Open Letter: Why Sweden Must Separate Church & State in the 2026 Election

Open Letter: The Urgent Need for Church Election Reform in the 2026 Elections

To: The Swedish Parliament (Riksdagen), the EU Parliament, and Swedish Voters
Date: January 2025
Subject: Ending Religious Inequality in Politics and Resolving the 78-Year Israel-Palestine Conflict

As Sweden approaches three pivotal elections—the EU elections, the parliamentary elections (Riksdagsvalet 13 Sep 2026), and the church elections—we must address a fundamental democratic deficit in our political system.
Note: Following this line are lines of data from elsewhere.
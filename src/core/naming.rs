//! Translation between UCSC (`chr1`, `chrM`) and Ensembl (`1`, `MT`) chromosome names.
//!
//! Only the 25 primary human chromosomes are covered. Anything else is a lookup
//! error; there is no fallback to the input name.

use std::collections::HashMap;
use std::fmt;
use std::str::FromStr;

use once_cell::sync::Lazy;
use serde::{Deserialize, Serialize};
use thiserror::Error;

/// Chromosome naming convention
#[derive(Debug, Clone, Copy, PartialEq, Eq, Hash, Serialize, Deserialize)]
#[serde(rename_all = "snake_case")]
pub enum ChromNaming {
    /// UCSC style: chr1, chr2, ..., chrX, chrY, chrM
    Ucsc,
    /// Ensembl style: 1, 2, ..., X, Y, MT
    Ensembl,
}

impl fmt::Display for ChromNaming {
    fn fmt(&self, f: &mut fmt::Formatter<'_>) -> fmt::Result {
        match self {
            Self::Ucsc => write!(f, "ucsc"),
            Self::Ensembl => write!(f, "ensembl"),
        }
    }
}

impl FromStr for ChromNaming {
    type Err = ChromNameError;

    fn from_str(s: &str) -> Result<Self, Self::Err> {
        match s.to_lowercase().as_str() {
            "ucsc" => Ok(Self::Ucsc),
            "ensembl" => Ok(Self::Ensembl),
            _ => Err(ChromNameError::UnknownConvention(s.to_string())),
        }
    }
}

#[derive(Error, Debug, Clone, PartialEq, Eq)]
pub enum ChromNameError {
    #[error("Unknown {convention} chromosome name: '{name}'")]
    UnknownChromosome {
        name: String,
        convention: ChromNaming,
    },

    #[error("Unsupported chromosome name conversion: {from} -> {to}")]
    UnsupportedConversion { from: ChromNaming, to: ChromNaming },

    #[error("Unknown chromosome naming convention: '{0}'")]
    UnknownConvention(String),
}

/// (UCSC, Ensembl) name pairs
pub const CHROM_NAME_PAIRS: [(&str, &str); 25] = [
    ("chr1", "1"),
    ("chr2", "2"),
    ("chr3", "3"),
    ("chr4", "4"),
    ("chr5", "5"),
    ("chr6", "6"),
    ("chr7", "7"),
    ("chr8", "8"),
    ("chr9", "9"),
    ("chr10", "10"),
    ("chr11", "11"),
    ("chr12", "12"),
    ("chr13", "13"),
    ("chr14", "14"),
    ("chr15", "15"),
    ("chr16", "16"),
    ("chr17", "17"),
    ("chr18", "18"),
    ("chr19", "19"),
    ("chr20", "20"),
    ("chr21", "21"),
    ("chr22", "22"),
    ("chrX", "X"),
    ("chrY", "Y"),
    ("chrM", "MT"),
];

struct ChromNameTable {
    ucsc_to_ensembl: HashMap<&'static str, &'static str>,
    ensembl_to_ucsc: HashMap<&'static str, &'static str>,
}

static CHROM_NAMES: Lazy<ChromNameTable> = Lazy::new(|| ChromNameTable {
    ucsc_to_ensembl: CHROM_NAME_PAIRS.iter().copied().collect(),
    ensembl_to_ucsc: CHROM_NAME_PAIRS.iter().map(|&(u, e)| (e, u)).collect(),
});

/// Convert a chromosome name from one naming convention to another.
///
/// # Errors
///
/// Returns `ChromNameError::UnsupportedConversion` when `from == to`, or
/// `ChromNameError::UnknownChromosome` if `chrom` is not a known name under `from`.
pub fn convert(
    chrom: &str,
    from: ChromNaming,
    to: ChromNaming,
) -> Result<&'static str, ChromNameError> {
    let table = match (from, to) {
        (ChromNaming::Ucsc, ChromNaming::Ensembl) => &CHROM_NAMES.ucsc_to_ensembl,
        (ChromNaming::Ensembl, ChromNaming::Ucsc) => &CHROM_NAMES.ensembl_to_ucsc,
        _ => return Err(ChromNameError::UnsupportedConversion { from, to }),
    };

    table
        .get(chrom)
        .copied()
        .ok_or_else(|| ChromNameError::UnknownChromosome {
            name: chrom.to_string(),
            convention: from,
        })
}

/// Same as [`convert`], with the conventions given by name (`"ucsc"`, `"ensembl"`).
///
/// # Errors
///
/// Returns `ChromNameError::UnknownConvention` for an unrecognized convention name,
/// otherwise the errors of [`convert`].
pub fn convert_named(chrom: &str, from: &str, to: &str) -> Result<&'static str, ChromNameError> {
    convert(chrom, from.parse()?, to.parse()?)
}

/// Convert a UCSC name (`chr1`) to its Ensembl equivalent (`1`).
///
/// # Errors
///
/// Returns `ChromNameError::UnknownChromosome` for names outside the table.
pub fn ucsc_to_ensembl(chrom: &str) -> Result<&'static str, ChromNameError> {
    convert(chrom, ChromNaming::Ucsc, ChromNaming::Ensembl)
}

/// Convert an Ensembl name (`MT`) to its UCSC equivalent (`chrM`).
///
/// # Errors
///
/// Returns `ChromNameError::UnknownChromosome` for names outside the table.
pub fn ensembl_to_ucsc(chrom: &str) -> Result<&'static str, ChromNameError> {
    convert(chrom, ChromNaming::Ensembl, ChromNaming::Ucsc)
}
The Problem: Religious Monopoly in Secular Politics

In the Swedish Parliament, there exists a religious Christian party (KD) whose primary mandate is to represent Christian voters. Meanwhile, citizens belonging to other faiths—Islam, Judaism, Hinduism, Buddhism, and others—lack equivalent political parties to represent their religious identities in state politics. The exact same imbalance exists in the European Parliament.

This asymmetry is a clear symptom of the incomplete separation between state and church, and between religion and politics. When secular state institutions favor the political organization of one specific religion, true equality is impossible.

The Solution: Church Election Reform (Kyrkovalsreformen)

To restore democratic equality, we must fully separate the state from the church and religion from politics. This is achieved through the Church Election Reform, transitioning to a Multi-Religion Election System (MRES).

Under this system, political parties are removed from religious elections. Instead, all faith communities manage their internal democratic affairs—including youth participation (16-year-olds voting) and gender equality (female leadership)—independently of state and party politics.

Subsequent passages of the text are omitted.